[<prev] [next>] [<thread-prev] [thread-next>] [day] [month] [year] [list]
Message-ID: <56EA94E2.1010502@linux.vnet.ibm.com>
Date: Thu, 17 Mar 2016 19:28:34 +0800
From: Yongji Xie <xyjxie@...ux.vnet.ibm.com>
To: Alex Williamson <alex.williamson@...hat.com>
Cc: kvm@...r.kernel.org, linux-kernel@...r.kernel.org,
linux-pci@...r.kernel.org, linuxppc-dev@...ts.ozlabs.org,
linux-doc@...r.kernel.org, bhelgaas@...gle.com, corbet@....net,
aik@...abs.ru, benh@...nel.crashing.org, paulus@...ba.org,
mpe@...erman.id.au, warrier@...ux.vnet.ibm.com,
zhong@...ux.vnet.ibm.com, nikunj@...ux.vnet.ibm.com
Subject: Re: [RFC PATCH v4 4/7] PCI: Modify resource_alignment to support
multiple devices
On 2016/3/17 0:30, Alex Williamson wrote:
> On Mon, 7 Mar 2016 15:48:35 +0800
> Yongji Xie <xyjxie@...ux.vnet.ibm.com> wrote:
>
>> When vfio passthrough a PCI device of which MMIO BARs
>> are smaller than PAGE_SIZE, guest will not handle the
>> mmio accesses to the BARs which leads to mmio emulations
>> in host.
>>
>> This is because vfio will not allow to passthrough one
>> BAR's mmio page which may be shared with other BARs.
>>
>> To solve this performance issue, this patch modifies
>> resource_alignment to support syntax where multiple
>> devices get the same alignment. So we can use something
>> like "pci=resource_alignment=*:*:*.*:noresize" to
>> enforce the alignment of all MMIO BARs to be at least
>> PAGE_SIZE so that one BAR's mmio page would not be
>> shared with other BARs.
>>
>> Signed-off-by: Yongji Xie <xyjxie@...ux.vnet.ibm.com>
>> ---
>> Documentation/kernel-parameters.txt | 2 +
>> drivers/pci/pci.c | 90 ++++++++++++++++++++++++++++++-----
>> include/linux/pci.h | 4 ++
>> 3 files changed, 85 insertions(+), 11 deletions(-)
>>
>> diff --git a/Documentation/kernel-parameters.txt b/Documentation/kernel-parameters.txt
>> index 8028631..74b38ab 100644
>> --- a/Documentation/kernel-parameters.txt
>> +++ b/Documentation/kernel-parameters.txt
>> @@ -2918,6 +2918,8 @@ bytes respectively. Such letter suffixes can also be entirely omitted.

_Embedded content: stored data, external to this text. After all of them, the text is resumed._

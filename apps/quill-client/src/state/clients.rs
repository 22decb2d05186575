//! # Clients State
//!
//! Cached client list plus the persisted client selection.
//!
//! ## Operations Flow
//! ```text
//! ┌─────────────────────────────────────────────────────────────────────────┐
//! │                    Clients State Operations                             │
//! │                                                                         │
//! │  Caller                   Operation               State Change          │
//! │  ──────                   ─────────               ────────────          │
//! │                                                                         │
//! │  App start ──────────────► load() ──────────────► clients = GET list   │
//! │                             (once, until invalidate())                  │
//! │                                                                         │
//! │  New client form ────────► create() ────────────► clients.push(c)      │
//! │                             (id-only reply ⇒ refetch list)              │
//! │                                                                         │
//! │  Edit form ──────────────► edit() ──────────────► clients[id] = c      │
//! │                             (204 ⇒ patch merged into cached record)     │
//! │                                                                         │
//! │  Delete button ──────────► remove() ────────────► clients.retain(≠id)  │
//! │                                                                         │
//! │  Client picker ──────────► select() ────────────► selected + store     │
//! │                                                                         │
//! │  After load()/remove(): selected id missing from list ⇒ selection and  │
//! │  persisted key are both cleared.                                       │
//! └─────────────────────────────────────────────────────────────────────────┘
//! ```
//!
//! ## Failure Handling
//! `load()` never fails: the message lands in `error()` and the list is
//! emptied. Mutations record the message and also return the error.
//!
//! ## Locking
//! The inner `Mutex` is a std mutex and is never held across an `.await`.

use std::sync::{Arc, Mutex};

use tracing::{debug, info, warn};

use crate::error::{AppError, AppResult, ErrorCode};
use crate::state::selection::SelectionStore;
use quill_core::types::{Client, ClientId, ClientPatch, NewClient};
use quill_core::validation::{validate_client_patch, validate_id, validate_new_client};
use quill_http::{ClientsApi, CreatedClient};

const LOAD_FAILED: &str = "Failed to load clients";
const CREATE_FAILED: &str = "Failed to create client";
const UPDATE_FAILED: &str = "Failed to update client";
const DELETE_FAILED: &str = "Failed to delete client";

/// Mutable part of [`ClientsState`].
#[derive(Debug, Default)]
pub struct ClientsData {
    pub clients: Vec<Client>,
    pub selected_client_id: Option<ClientId>,
    pub is_loading: bool,
    pub error: Option<String>,
    loaded: bool,
}

impl ClientsData {
    fn contains(&self, id: ClientId) -> bool {
        self.clients.iter().any(|c| c.id == id)
    }

    fn selected_client(&self) -> Option<&Client> {
        let id = self.selected_client_id?;
        self.clients.iter().find(|c| c.id == id)
    }
}

/// Client list container.
///
/// ## Usage
/// ```rust,ignore
/// let clients = ClientsState::new(api.clients(), Arc::new(store));
/// clients.load().await;
/// clients.select(Some(4))?;
/// ```
pub struct ClientsState {
    api: ClientsApi,
    store: Arc<dyn SelectionStore>,
    data: Mutex<ClientsData>,
}

impl ClientsState {
    /// Creates the container and restores any persisted selection.
    pub fn new(api: ClientsApi, store: Arc<dyn SelectionStore>) -> Self {
        let selected_client_id = match store.load() {
            Ok(id) => id,
            Err(e) => {
                warn!(error = %e, "Could not read persisted selection");
                None
            }
        };
        debug!(?selected_client_id, "Clients state created");

        ClientsState {
            api,
            store,
            data: Mutex::new(ClientsData {
                selected_client_id,
                ..Default::default()
            }),
        }
    }

    /// Executes a function with read access to the data.
    pub fn with_data<F, R>(&self, f: F) -> R
    where
        F: FnOnce(&ClientsData) -> R,
    {
        let data = self.data.lock().unwrap_or_else(|p| p.into_inner());
        f(&data)
    }

    fn with_data_mut<F, R>(&self, f: F) -> R
    where
        F: FnOnce(&mut ClientsData) -> R,
    {
        let mut data = self.data.lock().unwrap_or_else(|p| p.into_inner());
        f(&mut data)
    }

    // =========================================================================
    // Loading
    // =========================================================================

    /// Fetches the client list once.
    ///
    /// Later calls return immediately until [`invalidate`](Self::invalidate)
    /// is called. A failed load does not count, so the next call retries.
    pub async fn load(&self) {
        let should_fetch = self.with_data_mut(|data| {
            if data.loaded {
                return false;
            }
            data.loaded = true;
            data.is_loading = true;
            data.error = None;
            true
        });
        if !should_fetch {
            debug!("Clients already loaded");
            return;
        }

        let result = self.api.list().await;

        let cleared = self.with_data_mut(|data| {
            data.is_loading = false;
            match result {
                Ok(clients) => {
                    info!(count = clients.len(), "Clients loaded");
                    data.clients = clients;
                    Self::revalidate_selection(data)
                }
                Err(e) => {
                    let err = AppError::from(e);
                    warn!(error = %err, "Client load failed");
                    data.error = Some(err.message_or(LOAD_FAILED).to_string());
                    data.clients.clear();
                    data.loaded = false;
                    false
                }
            }
        });

        if cleared {
            self.clear_persisted();
        }
    }

    /// Makes the next [`load`](Self::load) fetch again.
    pub fn invalidate(&self) {
        self.with_data_mut(|data| data.loaded = false);
        debug!("Client list invalidated");
    }

    // =========================================================================
    // Mutations
    // =========================================================================

    /// Validates and creates a client, appending it to the list.
    ///
    /// When the backend only answers with the new id, the list is fetched
    /// again to pick up the stored record.
    pub async fn create(&self, input: NewClient) -> AppResult<Client> {
        self.clear_error();
        let result = async {
            let input = validate_new_client(input)?;
            Ok::<_, AppError>(self.api.create(&input).await?)
        }
        .await;

        match result {
            Ok(CreatedClient::Record(client)) => {
                self.with_data_mut(|data| data.clients.push(client.clone()));
                Ok(client)
            }
            Ok(CreatedClient::Id { id }) => self.refetch(id, CREATE_FAILED).await,
            Err(err) => Err(self.record(err, CREATE_FAILED)),
        }
    }

    /// Applies a partial update and replaces the cached record.
    ///
    /// A 204 reply carries no record, so the validated patch is merged into
    /// the cached client instead (or the list is refetched if it is not
    /// cached).
    pub async fn edit(&self, id: ClientId, patch: ClientPatch) -> AppResult<Client> {
        self.clear_error();
        let result = async {
            let patch = validate_client_patch(patch)?;
            let updated = self.api.update(id, &patch).await?;
            Ok::<_, AppError>((patch, updated))
        }
        .await;

        match result {
            Ok((_, Some(updated))) => {
                self.with_data_mut(|data| {
                    for client in data.clients.iter_mut().filter(|c| c.id == id) {
                        *client = updated.clone();
                    }
                });
                Ok(updated)
            }
            Ok((patch, None)) => {
                let merged = self.with_data_mut(|data| {
                    data.clients.iter_mut().find(|c| c.id == id).map(|client| {
                        patch.apply_to(client);
                        client.clone()
                    })
                });
                match merged {
                    Some(client) => Ok(client),
                    None => self.refetch(id, UPDATE_FAILED).await,
                }
            }
            Err(err) => Err(self.record(err, UPDATE_FAILED)),
        }
    }

    /// Deletes a client and drops it from the list. Deleting the selected
    /// client clears the selection.
    pub async fn remove(&self, id: ClientId) -> AppResult<()> {
        self.clear_error();
        if let Err(err) = self.api.delete(id).await {
            return Err(self.record(err.into(), DELETE_FAILED));
        }

        let cleared = self.with_data_mut(|data| {
            data.clients.retain(|c| c.id != id);
            Self::revalidate_selection(data)
        });
        if cleared {
            self.clear_persisted();
        }
        Ok(())
    }

    // =========================================================================
    // Selection
    // =========================================================================

    /// Selects a client, or clears the selection with `None`.
    ///
    /// Once the list is loaded, only listed ids can be selected.
    pub fn select(&self, id: Option<ClientId>) -> AppResult<()> {
        let Some(id) = id else {
            self.with_data_mut(|data| data.selected_client_id = None);
            self.clear_persisted();
            info!("Client selection cleared");
            return Ok(());
        };

        validate_id("client", id)?;
        self.with_data_mut(|data| {
            if data.loaded && !data.is_loading && !data.contains(id) {
                return Err(AppError::not_found("Client", id));
            }
            data.selected_client_id = Some(id);
            Ok(())
        })?;

        if let Err(e) = self.store.save(id) {
            warn!(error = %e, client_id = id, "Could not persist selection");
        }
        info!(client_id = id, "Client selected");
        Ok(())
    }

    pub fn selected_client_id(&self) -> Option<ClientId> {
        self.with_data(|data| data.selected_client_id)
    }

    /// The selected client's record, if it is in the loaded list.
    pub fn selected_client(&self) -> Option<Client> {
        self.with_data(|data| data.selected_client().cloned())
    }

    // =========================================================================
    // Read accessors
    // =========================================================================

    pub fn clients(&self) -> Vec<Client> {
        self.with_data(|data| data.clients.clone())
    }

    pub fn has_clients(&self) -> bool {
        self.with_data(|data| !data.clients.is_empty())
    }

    pub fn is_loading(&self) -> bool {
        self.with_data(|data| data.is_loading)
    }

    pub fn error(&self) -> Option<String> {
        self.with_data(|data| data.error.clone())
    }

    // =========================================================================
    // Helpers
    // =========================================================================

    /// Drops a selection that no longer points at a listed client.
    /// Returns true when the selection was cleared.
    fn revalidate_selection(data: &mut ClientsData) -> bool {
        match data.selected_client_id {
            Some(id) if !data.contains(id) => {
                info!(client_id = id, "Selected client no longer exists, clearing selection");
                data.selected_client_id = None;
                true
            }
            _ => false,
        }
    }

    /// Refetches the list and returns the client with `id` from it.
    async fn refetch(&self, id: ClientId, fallback: &str) -> AppResult<Client> {
        self.invalidate();
        self.load().await;
        if let Some(client) = self.with_data(|data| data.clients.iter().find(|c| c.id == id).cloned()) {
            return Ok(client);
        }
        let err = match self.error() {
            Some(message) => AppError::new(ErrorCode::BackendError, message),
            None => AppError::not_found("Client", id),
        };
        Err(self.record(err, fallback))
    }

    fn clear_persisted(&self) {
        if let Err(e) = self.store.clear() {
            warn!(error = %e, "Could not clear persisted selection");
        }
    }

    fn clear_error(&self) {
        self.with_data_mut(|data| data.error = None);
    }

    fn record(&self, err: AppError, fallback: &str) -> AppError {
        warn!(error = %err, "{}", fallback);
        let message = err.message_or(fallback).to_string();
        self.with_data_mut(|data| data.error = Some(message));
        err
    }
}

impl std::fmt::Debug for ClientsState {
    fn fmt(&self, f: &mut std::fmt::Formatter<'_>) -> std::fmt::Result {
        f.debug_struct("ClientsState")
            .field("data", &self.data)
            .finish_non_exhaustive()
    }
}

// =============================================================================
// Unit Tests
// =============================================================================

>> aligned memory resources.
>> If <order of align> is not specified,
>> PAGE_SIZE is used as alignment.
>> + <domain>, <bus>, <slot> and <func> can be set to
>> + "*" which means match all values.
> I don't see anywhere that you're automatically enabling this for your
> platform, so presumably you're expecting users to determine on their
> own that they have a performance problem and hoping that they'll figure
> out that they need to use this option to resolve it. The first irate
> question you'll get back is why doesn't this happen automatically?
Actually, I just want to make the code simple. Maybe it is
not a good idea to let users enable this option manually.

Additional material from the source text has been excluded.